### TASK
What lines of the data hold the string "mistral"? Copy them all.

::::

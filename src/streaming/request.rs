//! Request payloads for the generate and chat endpoints
//!
//! The two API surfaces are separate variants, so token extraction can
//! match on the mode exhaustively instead of sniffing response fields.

use serde::Serialize;

use crate::streaming::endpoint::{CHAT_PATH, GENERATE_PATH};
use crate::types::Message;

/// Which API surface a request targets
#[derive(Debug, Clone, Copy, PartialEq, Eq)]
pub enum ApiMode {
    Generate,
    Chat,
}

impl ApiMode {
    pub fn path(self) -> &'static str {
        match self {
            ApiMode::Generate => GENERATE_PATH,
            ApiMode::Chat => CHAT_PATH,
        }
    }
}

/// What the caller wants answered
#[derive(Debug, Clone, PartialEq, Eq)]
pub enum Exchange {
    /// Single prompt completion
    Generate(String),
    /// Multi-turn chat over a message list
    Chat(Vec<Message>),
}

impl Exchange {
    pub fn mode(&self) -> ApiMode {
        match self {
            Exchange::Generate(_) => ApiMode::Generate,
            Exchange::Chat(_) => ApiMode::Chat,
        }
    }
}

/// JSON body posted to `/api/generate` or `/api/chat`
#[derive(Debug, Clone, PartialEq, Eq, Serialize)]
#[serde(untagged)]
pub enum RequestPayload {
    Generate {
        model: String,
        prompt: String,
        stream: bool,
    },
    Chat {
        model: String,
        messages: Vec<Message>,
        stream: bool,
    },
}

impl RequestPayload {
    /// Build the payload for an exchange.
    ///
    /// The model must already be validated as non-empty by the caller.
    pub fn build(exchange: Exchange, model: impl Into<String>, stream: bool) -> Self {
        let model = model.into();
        match exchange {
            Exchange::Generate(prompt) => RequestPayload::Generate {
                model,
                prompt,
                stream,
            },
            Exchange::Chat(messages) => RequestPayload::Chat {
                model,
                messages,
                stream,
            },
        }
    }

    pub fn mode(&self) -> ApiMode {
        match self {
            RequestPayload::Generate { .. } => ApiMode::Generate,
            RequestPayload::Chat { .. } => ApiMode::Chat,
        }
    }

    pub fn model(&self) -> &str {
        match self {
            RequestPayload::Generate { model, .. } | RequestPayload::Chat { model, .. } => model,
        }
    }

    pub fn is_streaming(&self) -> bool {
        match self {
            RequestPayload::Generate { stream, .. } | RequestPayload::Chat { stream, .. } => {
                *stream
            }
        }
    }

    /// Endpoint path for this payload's mode
    pub fn path(&self) -> &'static str {
        self.mode().path()
    }
}

#[cfg(test)]
mod tests {
    use super::*;
    use serde_json::json;

    #[test]
    fn test_generate_payload_shape() {
        let payload = RequestPayload::build(Exchange::Generate("Why?".into()), "llama3.2", true);
        let value = serde_json::to_value(&payload).unwrap();
        assert_eq!(
            value,
            json!({"model": "llama3.2", "prompt": "Why?", "stream": true})
        );
        assert_eq!(payload.path(), "/api/generate");
    }

    #[test]
    fn test_chat_payload_shape() {
        let messages = vec![Message::user("Hi"), Message::assistant("Hello")];
        let payload = RequestPayload::build(Exchange::Chat(messages), "mistral", false);
        let value = serde_json::to_value(&payload).unwrap();
        assert_eq!(
            value,
            json!({
                "model": "mistral",
                "messages": [
                    {"role": "user", "content": "Hi"},
                    {"role": "assistant", "content": "Hello"}
                ],
                "stream": false
            })
        );
        assert!(value.get("prompt").is_none());
        assert_eq!(payload.path(), "/api/chat");
    }

    #[test]
    fn test_accessors() {
        let payload = RequestPayload::build(Exchange::Chat(vec![]), "m", true);
        assert_eq!(payload.mode(), ApiMode::Chat);
        assert_eq!(payload.model(), "m");
        assert!(payload.is_streaming());
    }
}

::::

### TASK ANSWER
        let payload = RequestPayload::build(Exchange::Chat(messages), "mistral", false);
                "model": "mistral",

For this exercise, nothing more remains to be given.